For fiscal year 2021 (July 1, 2020 – June 30, 2021), the Arnold Shultz Fund will be awarding up to $5,000 in total for one or more qualified activities that increase participation in bluegrass music by people of color. Qualifying activities may include but are not limited to:
- Programs designed to encourage participation in bluegrass music by people of color of any age (e.g. producing or distributing an educational bluegrass video, creating an online bluegrass workshop designed for people of color, bluegrass mentor program, etc.).
- Bluegrass performance outreach programs to populations that are underrepresented in bluegrass.
- Scholarship or expense reimbursement for people of color to attend a bluegrass music camp, take bluegrass music lessons, attend a school or program focused on bluegrass music or the bluegrass industry (e.g., music business), etc.
- Funding for an instrument or instrument lending program, particularly if it benefits people of color with economic challenges that keep them from being able to own an instrument and play bluegrass music.

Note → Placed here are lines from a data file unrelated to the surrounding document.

use std::path::{Path, PathBuf};

use anyhow::{Context, Result};
use config as config_rs;
use serde::Deserialize;
use tts_engine::DevicePolicy;

const ENV_PREFIX: &str = "TTS_GATEWAY";

#[derive(Clone, Debug, Deserialize)]
pub struct AppConfig {
    #[serde(default = "default_app_name")]
    pub app_name: String,
    #[serde(default = "default_app_version")]
    pub app_version: String,
    #[serde(default = "default_host")]
    pub host: String,
    #[serde(default = "default_port")]
    pub port: u16,
    #[serde(default)]
    pub tts: TtsConfig,
    #[serde(default)]
    pub storage: StorageConfig,
    #[serde(default)]
    pub api: ApiConfig,
    #[serde(default)]
    pub cleanup: CleanupConfig,
}

#[derive(Clone, Debug, Deserialize)]
pub struct TtsConfig {
    #[serde(default = "TtsConfig::default_model")]
    pub default_model: String,
    #[serde(default)]
    pub device: DevicePolicy,
    #[serde(default = "TtsConfig::default_available_models")]
    pub available_models: Vec<String>,
    /// Bundled voice that `POST /tts` always clones.
    #[serde(default = "TtsConfig::default_reference_audio")]
    pub reference_audio: PathBuf,
    #[serde(default = "TtsConfig::default_language")]
    pub default_language: String,
    #[serde(default = "TtsConfig::default_voice_conversion_model")]
    pub voice_conversion_model: String,
    /// Upper bound on resident models; unbounded when unset.
    #[serde(default)]
    pub max_resident_models: Option<usize>,
    /// Models loaded on startup when `--warmup` is passed.
    #[serde(default)]
    pub preload_models: Vec<String>,
    #[serde(default)]
    pub python_package_path: Option<PathBuf>,
}

impl Default for TtsConfig {
    fn default() -> Self {
        Self {
            default_model: Self::default_model(),
            device: DevicePolicy::default(),
            available_models: Self::default_available_models(),
            reference_audio: Self::default_reference_audio(),
            default_language: Self::default_language(),
            voice_conversion_model: Self::default_voice_conversion_model(),
            max_resident_models: None,
            preload_models: Vec::new(),
            python_package_path: None,
        }
    }
}

impl TtsConfig {
    fn default_model() -> String {
        "tts_models/multilingual/multi-dataset/xtts_v2".to_string()
    }

    fn default_available_models() -> Vec<String> {
        [
            "tts_models/en/ljspeech/tacotron2-DDC",
            "tts_models/en/ljspeech/glow-tts",
            "tts_models/en/ljspeech/speedy-speech",
            "tts_models/en/ljspeech/tacotron2-DCA",
            "tts_models/en/ljspeech/vits",
            "tts_models/en/vctk/vits",
            "tts_models/en/vctk/fast_pitch",
            "tts_models/multilingual/multi-dataset/xtts_v2",
            "tts_models/multilingual/multi-dataset/your_tts",
            "tts_models/multilingual/multi-dataset/bark",
            "voice_conversion_models/multilingual/vctk/freevc24",
        ]
        .into_iter()
        .map(str::to_string)
        .collect()
    }

    fn default_reference_audio() -> PathBuf {
        PathBuf::from("assets/harvard.wav")
    }

    fn default_language() -> String {
        "en".to_string()
    }

    fn default_voice_conversion_model() -> String {
        "voice_conversion_models/multilingual/vctk/freevc24".to_string()
    }
}

#[derive(Clone, Debug, Deserialize)]
pub struct StorageConfig {
    #[serde(default = "StorageConfig::default_cache_dir")]
    pub cache_dir: PathBuf,
    #[serde(default = "StorageConfig::default_output_dir")]
    pub output_dir: PathBuf,
}

impl Default for StorageConfig {
    fn default() -> Self {
        Self {
            cache_dir: Self::default_cache_dir(),
            output_dir: Self::default_output_dir(),
        }
    }
}

impl StorageConfig {
    fn default_cache_dir() -> PathBuf {
        PathBuf::from("./cache")
    }

    fn default_output_dir() -> PathBuf {
        PathBuf::from("./outputs")
    }
}

#[derive(Clone, Debug, Deserialize)]
pub struct ApiConfig {
    #[serde(default = "default_max_text_length")]
    pub max_text_length: usize,
    /// Extensions a caller may request. Coqui writes WAV bytes for all of
    /// them; responses label the content type by the bytes.
    #[serde(default = "default_allowed_audio_formats")]
    pub allowed_audio_formats: Vec<String>,
    #[serde(default = "default_max_workers")]
    pub max_workers: usize,
}

impl Default for ApiConfig {
    fn default() -> Self {
        Self {
            max_text_length: default_max_text_length(),
            allowed_audio_formats: default_allowed_audio_formats(),
            max_workers: default_max_workers(),
        }
    }
}

#[derive(Clone, Debug, Deserialize)]
pub struct CleanupConfig {
    /// Period of the background sweep.
    #[serde(default = "CleanupConfig::default_interval_secs")]
    pub interval_secs: u64,
    /// Age threshold used by the background sweep.
    #[serde(default = "CleanupConfig::default_max_age_hours")]
    pub max_age_hours: u64,
    /// Age threshold for `DELETE /cleanup` when the caller omits one.
    #[serde(default = "CleanupConfig::default_on_demand_hours")]
    pub default_on_demand_hours: u64,
}

impl Default for CleanupConfig {
    fn default() -> Self {
        Self {
            interval_secs: Self::default_interval_secs(),
            max_age_hours: Self::default_max_age_hours(),
            default_on_demand_hours: Self::default_on_demand_hours(),
        }
    }
}

impl CleanupConfig {
    fn default_interval_secs() -> u64 {
        3600
    }

    fn default_max_age_hours() -> u64 {
        1
    }

    fn default_on_demand_hours() -> u64 {
        24
    }
}

fn default_app_name() -> String {
    "Coqui TTS API".to_string()
}

fn default_app_version() -> String {
    "1.0.0".to_string()
}

fn default_host() -> String {
    "0.0.0.0".to_string()
}

fn default_port() -> u16 {
    8000
}

fn default_max_text_length() -> usize {
    1000
}

fn default_allowed_audio_formats() -> Vec<String> {
    vec!["wav".to_string(), "mp3".to_string(), "flac".to_string()]
}

fn default_max_workers() -> usize {
    1
}

impl AppConfig {
    /// Loads settings from an optional TOML file layered under
    /// `TTS_GATEWAY__*` environment variables. Relative paths resolve against
    /// the file's directory, or the working directory without a file.
    pub fn load(path: Option<PathBuf>) -> Result<Self> {
        let config_dir = path
            .as_ref()
            .and_then(|p| p.parent())
            .map(|p| p.to_path_buf())
            .filter(|p| !p.as_os_str().is_empty())
            .unwrap_or_else(|| PathBuf::from("."));

        let mut builder = config_rs::Config::builder();
        if let Some(ref file) = path {
            builder = builder.add_source(config_rs::File::from(file.clone()));
        }
        builder = builder.add_source(
            config_rs::Environment::with_prefix(ENV_PREFIX)
                .separator("__")
                .list_separator(",")
                .with_list_parse_key("tts.available_models")
                .with_list_parse_key("tts.preload_models")
                .with_list_parse_key("api.allowed_audio_formats")
                .try_parsing(true),
        );

        let source_label = path
            .as_ref()
            .map(|p| p.display().to_string())
            .unwrap_or_else(|| "environment".to_string());
        let cfg = builder
            .build()
            .with_context(|| format!("failed to load configuration from {source_label}"))?;

        let mut app_cfg: AppConfig = cfg
            .try_deserialize()
            .context("failed to deserialize configuration")?;
        app_cfg.validate()?;
        app_cfg.rebase_paths(&config_dir);
        Ok(app_cfg)
    }

    pub fn bind_addr(&self) -> String {
        format!("{}:{}", self.host, self.port)
    }

    pub fn staging_dir(&self) -> PathBuf {
        self.storage.output_dir.join(".staging")
    }

    /// Creates the output, staging and cache directories.
    pub fn ensure_directories(&self) -> Result<()> {
        for dir in [
            &self.storage.output_dir,
            &self.staging_dir(),
            &self.storage.cache_dir,
        ] {
            std::fs::create_dir_all(dir)
                .with_context(|| format!("failed to create directory {}", dir.display()))?;
        }
        Ok(())
    }

    fn validate(&self) -> Result<()> {
        anyhow::ensure!(
            !self.tts.available_models.is_empty(),
            "tts.available_models must list at least one model"
        );
        anyhow::ensure!(
            self.api.max_text_length > 0,
            "api.max_text_length must be positive"
        );
        anyhow::ensure!(
            !self.api.allowed_audio_formats.is_empty(),
            "api.allowed_audio_formats must not be empty"
        );
        anyhow::ensure!(
            self.cleanup.interval_secs > 0,
            "cleanup.interval_secs must be positive"
        );
        Ok(())
    }

    fn rebase_paths(&mut self, base: &Path) {
        self.storage.cache_dir = absolute_path(base, &self.storage.cache_dir);
        self.storage.output_dir = absolute_path(base, &self.storage.output_dir);
        self.tts.reference_audio = normalize_optional(base, &self.tts.reference_audio);
        if let Some(ref mut python_path) = self.tts.python_package_path {
            *python_path = normalize_optional(base, python_path);
        }
    }
}

fn normalize_optional(base: &Path, path: &Path) -> PathBuf {
    let candidate = absolute_path(base, path);
    candidate.canonicalize().unwrap_or(candidate)
}

fn absolute_path(base: &Path, path: &Path) -> PathBuf {
    if path.is_absolute() {
        path.to_path_buf()
    } else {
        base.join(path)
    }
}
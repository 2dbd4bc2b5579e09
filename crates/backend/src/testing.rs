//! In-process stand-in for the synthesis runtime used by the unit tests.

use std::{
    path::Path,
    sync::{
        atomic::{AtomicUsize, Ordering},
        Arc,
    },
    time::Duration,
};

use async_trait::async_trait;
use parking_lot::Mutex;
use tts_engine::{
    Device, EngineResult, ModelProfile, RenderPlan, TtsEngineError, TtsModel, TtsRuntime,
};

use crate::config::AppConfig;

pub const FAKE_AUDIO: &[u8] = b"RIFF....WAVEfake";

#[derive(Default)]
pub struct FakeRuntime {
    pub accelerator: bool,
    load_delay: Duration,
    render_delay: Duration,
    loads: AtomicUsize,
    failing_loads: AtomicUsize,
    renders: Arc<AtomicUsize>,
    active: Arc<AtomicUsize>,
    peak: Arc<AtomicUsize>,
    plans: Arc<Mutex<Vec<RenderPlan>>>,
    devices: Mutex<Vec<Device>>,
}

impl FakeRuntime {
    pub fn new() -> Arc<Self> {
        Arc::new(Self::default())
    }

    pub fn with_delays(load_delay: Duration, render_delay: Duration) -> Arc<Self> {
        Arc::new(Self {
            load_delay,
            render_delay,
            ..Self::default()
        })
    }

    pub fn with_accelerator() -> Arc<Self> {
        Arc::new(Self {
            accelerator: true,
            ..Self::default()
        })
    }

    pub fn fail_next_loads(&self, count: usize) {
        self.failing_loads.store(count, Ordering::SeqCst);
    }

    pub fn load_count(&self) -> usize {
        self.loads.load(Ordering::SeqCst)
    }

    pub fn render_count(&self) -> usize {
        self.renders.load(Ordering::SeqCst)
    }

    /// Highest number of renders observed running at the same time.
    pub fn peak_concurrent_renders(&self) -> usize {
        self.peak.load(Ordering::SeqCst)
    }

    pub fn plans(&self) -> Vec<RenderPlan> {
        self.plans.lock().clone()
    }

    pub fn devices(&self) -> Vec<Device> {
        self.devices.lock().clone()
    }
}

fn list(values: &[&str]) -> Option<Vec<String>> {
    Some(values.iter().map(|value| value.to_string()).collect())
}

/// Metadata roughly matching what the real models expose.
pub fn profile_for(model_name: &str) -> ModelProfile {
    let (speakers, languages) = if model_name.contains("xtts") {
        (None, list(&["en", "de", "fr"]))
    } else if model_name.contains("your_tts") {
        (list(&["female-en-5", "male-en-2"]), list(&["en", "fr-fr", "pt-br"]))
    } else if model_name.contains("vctk/vits") || model_name.contains("vctk/fast_pitch") {
        (list(&["p225", "p226"]), None)
    } else {
        (None, None)
    };
    ModelProfile::infer(model_name, speakers, languages)
}

#[async_trait]
impl TtsRuntime for FakeRuntime {
    fn label(&self) -> &'static str {
        "fake_tts"
    }

    fn accelerator_available(&self) -> bool {
        self.accelerator
    }

    async fn load(&self, model_name: &str, device: Device) -> EngineResult<Arc<dyn TtsModel>> {
        self.loads.fetch_add(1, Ordering::SeqCst);
        self.devices.lock().push(device);
        if !self.load_delay.is_zero() {
            tokio::time::sleep(self.load_delay).await;
        }
        let should_fail = self
            .failing_loads
            .fetch_update(Ordering::SeqCst, Ordering::SeqCst, |n| n.checked_sub(1))
            .is_ok();
        if should_fail {
            return Err(TtsEngineError::ModelLoad {
                model: model_name.to_string(),
                reason: "weights missing".into(),
            });
        }
        Ok(Arc::new(FakeModel {
            name: model_name.to_string(),
            profile: profile_for(model_name),
            render_delay: self.render_delay,
            renders: self.renders.clone(),
            active: self.active.clone(),
            peak: self.peak.clone(),
            plans: self.plans.clone(),
        }))
    }
}

struct FakeModel {
    name: String,
    profile: ModelProfile,
    render_delay: Duration,
    renders: Arc<AtomicUsize>,
    active: Arc<AtomicUsize>,
    peak: Arc<AtomicUsize>,
    plans: Arc<Mutex<Vec<RenderPlan>>>,
}

struct ActiveRender(Arc<AtomicUsize>);

impl Drop for ActiveRender {
    fn drop(&mut self) {
        self.0.fetch_sub(1, Ordering::SeqCst);
    }
}

#[async_trait]
impl TtsModel for FakeModel {
    fn name(&self) -> &str {
        &self.name
    }

    fn profile(&self) -> &ModelProfile {
        &self.profile
    }

    async fn render(&self, plan: RenderPlan, output: &Path) -> EngineResult<()> {
        self.renders.fetch_add(1, Ordering::SeqCst);
        let running = self.active.fetch_add(1, Ordering::SeqCst) + 1;
        self.peak.fetch_max(running, Ordering::SeqCst);
        let _active = ActiveRender(self.active.clone());
        self.plans.lock().push(plan.clone());
        if !self.render_delay.is_zero() {
            tokio::time::sleep(self.render_delay).await;
        }
        if let RenderPlan::Default { ref text, .. } = plan {
            if text.contains("explode") {
                // leave a partial file behind to prove it never gets published
                tokio::fs::write(output, b"partial").await?;
                return Err(TtsEngineError::Render("device out of memory".into()));
            }
            if text.contains("silent") {
                return Ok(());
            }
        }
        tokio::fs::write(output, FAKE_AUDIO).await?;
        Ok(())
    }
}

/// Default settings rooted in a scratch directory, with the bundled
/// reference audio present.
pub fn test_config(root: &Path) -> AppConfig {
    let mut cfg: AppConfig = config::Config::builder()
        .build()
        .unwrap()
        .try_deserialize()
        .unwrap();
    cfg.storage.output_dir = root.join("outputs");
    cfg.storage.cache_dir = root.join("cache");
    let reference = root.join("harvard.wav");
    std::fs::write(&reference, FAKE_AUDIO).unwrap();
    cfg.tts.reference_audio = reference;
    cfg.ensure_directories().unwrap();
    cfg
}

Priority will be given to programs or activities that demonstrate a commitment to inclusivity and serving diverse, underrepresented populations in bluegrass music. Applicants may be an individual, school, group, organization, or government entity. People of color are people who are of racial/ethnic backgrounds that are underrepresented in bluegrass (Black; Asian; Hispanic/Latinx; Indigenous First Peoples; Indigenous Pacific Islander).
Arnold Shultz was a legendary African American musician from western Kentucky. Best known as an extraordinary guitarist and fiddle player, he often played guitar with Bill Monroe’s fiddle-playing uncle, Pendleton (“Pen”) Vandiver. It was at these gigs that Monroe met Shultz and began to emulate Shultz’s backup guitar style. Shultz was impressed enough with Monroe’s progress that he hired Monroe to play guitar with him at dances, thereby giving Monroe his first professional music jobs.